To get started, let's just ask a simple question: "How can I make plots of Anti-Kt, R=0.4, LC-calibrated jets?" Let's assume ``xAODAnaHelpers`` has already been checked out and everything is compiled. We only need to know the three key things.

What algorithms to run
^^^^^^^^^^^^^^^^^^^^^^

We will run 2 algorithms. First is :class:`BasicEventSelection` to filter/clean events. The second is :class:`JetHistsAlgo` which will allow us to plot the jets we want. So start with the template JSON file:

.. code:: json

    [
      { "class": "BasicEventSelection",
        "configs": {
        }
      },
      {
        "class": "JetHistsAlgo",
        "configs": {
        }
      }
    ]

This gets us started. We make a list of algorithms that we want to run, this list is considered *sorted*. Each list contains a dictionary object, one which defines the ``class`` to run and another which defines a dictionary of configurations to pass into that algorithm. An equivalent script in python looks like

.. code:: python

    from xAODAnaHelpers import Config
    c = Config()

    c.algorithm("BasicEventSelection", {})
    c.algorithm("JetHistsAlgo", {})

Next, we should probably add some obvious configurations that work for us. I look up the header files of each and decide to flesh it out as below:

.. code:: json

    [
      { "class": "BasicEventSelection",
        "configs": {
          "m_truthLevelOnly": false,
          "m_applyGRLCut": true,
          "m_GRLxml": "$ROOTCOREBIN/data/xAODAnaHelpers/data12_8TeV.periodAllYear_DetStatus-v61-pro14-02_DQDefects-00-01-00_PHYS_StandardGRL_All_Good.xml",
          "m_doPUreweighting": false,
          "m_vertexContainerName": "PrimaryVertices",
          "m_PVNTrack": 2,
          "m_name": "myBaseEventSel"
        }
      },
      {
        "class": "JetHistsAlgo",
        "configs": {
          "m_inContainerName": "AntiKt4EMTopoJets",
          "m_detailStr": "kinematic",
          "m_name": "NoPreSel"
        }
      }
    ]

and I save this into ``xah_run_example.json``. If you want more variables in your plots, add other possibilities in the detailStr field, separated by a space. Equivalently in python

.. code:: python

    from xAODAnaHelpers import Config
    c = Config()

    c.algorithm("BasicEventSelection", {"m_truthLevelOnly": False,
                                        "m_applyGRLCut": True,
                                        "m_GRLxml": "$ROOTCOREBIN/data/xAODAnaHelpers/data12_8TeV.periodAllYear_DetStatus-v61-pro14-02_DQDefects-00-01-00_PHYS_StandardGRL_All_Good.xml",
                                        "m_doPUreweighting": False,
                                        "m_vertexContainerName": "PrimaryVertices",
                                        "m_PVNTrack": 2,
                                        "m_name": "myBaseEventSel"})
    c.algorithm("JetHistsAlgo", {"m_inContainerName": "AntiKt4EMTopoJets",
                                 "m_detailStr": "kinematic",
                                 "m_name": "NoPreSel"})

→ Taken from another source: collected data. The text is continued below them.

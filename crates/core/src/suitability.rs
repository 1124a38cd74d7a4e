//! Shorts suitability score (0-100) for a catalog title.
//!
//! A coarse planning heuristic that blends audience reach, critic/user
//! quality, copyright survival evidence, and competition into one number
//! shown alongside the trusted grade. It never overrides the Trust
//! Arbiter — an unrated title stays unrated no matter how high this is.

use chrono::Datelike;

use crate::time::whole_months_since;
use crate::types::Timestamp;

/// Inputs for the suitability heuristic, collected from the catalog row
/// and the latest analysis.
#[derive(Debug, Clone, Default)]
pub struct SuitabilitySignals {
    /// Theatrical audience count, 0 when unknown (typical for dramas).
    pub audience_count: i64,
    /// Quality rating 0-10, 0 when unknown.
    pub rating: f64,
    /// A copyright warning is on record for this title.
    pub copyright_warning: bool,
    /// Publish time of the earliest known short, if any.
    pub first_short_uploaded_at: Option<Timestamp>,
    /// Distinct channels already producing shorts for this title.
    pub competing_channel_count: u32,
    /// Administrator verified the title safe.
    pub is_verified_safe: bool,
    pub release_date: Option<Timestamp>,
}

/// Release year from which the recency bonus applies.
pub const RECENT_RELEASE_YEAR: i32 = 2020;

/// Compute the 0-100 suitability score.
pub fn suitability_score(signals: &SuitabilitySignals, now: Timestamp) -> u8 {
    let mut score: i32 = 0;

    // Popularity (up to 30), from theatrical audience reach.
    score += if signals.audience_count >= 10_000_000 {
        30
    } else if signals.audience_count >= 5_000_000 {
        25
    } else if signals.audience_count >= 3_000_000 {
        20
    } else if signals.audience_count >= 1_000_000 {
        15
    } else if signals.audience_count >= 500_000 {
        10
    } else {
        0
    };

    // Rating stands in for popularity when no audience data exists.
    if signals.audience_count == 0 && signals.rating > 0.0 {
        score += if signals.rating >= 8.5 {
            25
        } else if signals.rating >= 8.0 {
            20
        } else if signals.rating >= 7.5 {
            15
        } else if signals.rating >= 7.0 {
            10
        } else {
            0
        };
    }

    // Quality (up to 20).
    score += if signals.rating >= 9.0 {
        20
    } else if signals.rating >= 8.5 {
        18
    } else if signals.rating >= 8.0 {
        15
    } else if signals.rating >= 7.5 {
        12
    } else if signals.rating >= 7.0 {
        10
    } else if signals.rating >= 6.5 {
        5
    } else {
        0
    };

    // Copyright survival (up to 30). Existing shorts that survived six
    // months or more are the strongest safety evidence; a recorded
    // warning is a hard penalty.
    match signals.first_short_uploaded_at {
        Some(first_upload) if !signals.copyright_warning => {
            let months = whole_months_since(first_upload, now);
            score += if months >= 12 {
                30
            } else if months >= 6 {
                20
            } else if months >= 4 {
                10
            } else if months >= 3 {
                5
            } else {
                0
            };
        }
        Some(_) => score -= 20,
        // No upload evidence at all: conservative small credit.
        None => score += 5,
    }

    // Competition (up to 20): fewer producing channels is better.
    let channels = signals.competing_channel_count;
    score += if channels == 0 {
        20
    } else if channels < 5 {
        18
    } else if channels < 10 {
        15
    } else if channels < 30 {
        12
    } else if channels < 50 {
        8
    } else if channels < 100 {
        5
    } else {
        0
    };

    if signals.is_verified_safe {
        score += 10;
    }

    if let Some(release) = signals.release_date {
        if release.year() >= RECENT_RELEASE_YEAR {
            score += 5;
        }
    }

    score.clamp(0, 100) as u8
}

The similarity is on purpose, to make it incredibly easy to switch back and forth between the two formats.

Running the script
^^^^^^^^^^^^^^^^^^

I pretty much have everything I need to work with. So, I run the following command

.. code:: bash

    xAH_run.py --files file1.root file2.root --config xah_run_example.json direct

which will run over two ROOT files locally (``direct``), using the configuration we made. Running with the python form of the configuration is just as easy

.. code:: bash

    xAH_run.py --files file1.root file2.root --config xah_run_example.py direct


How to pass command line options straight to the python config file? Let's say you wish to set a variable called ``var`` in your config. Then, you would have to have something like this in your config:

.. code:: python

    import shlex
    import argparse

    parser = argparse.ArgumentParser(description='Test for extra options')
    parser.add_argument('-var', action='store')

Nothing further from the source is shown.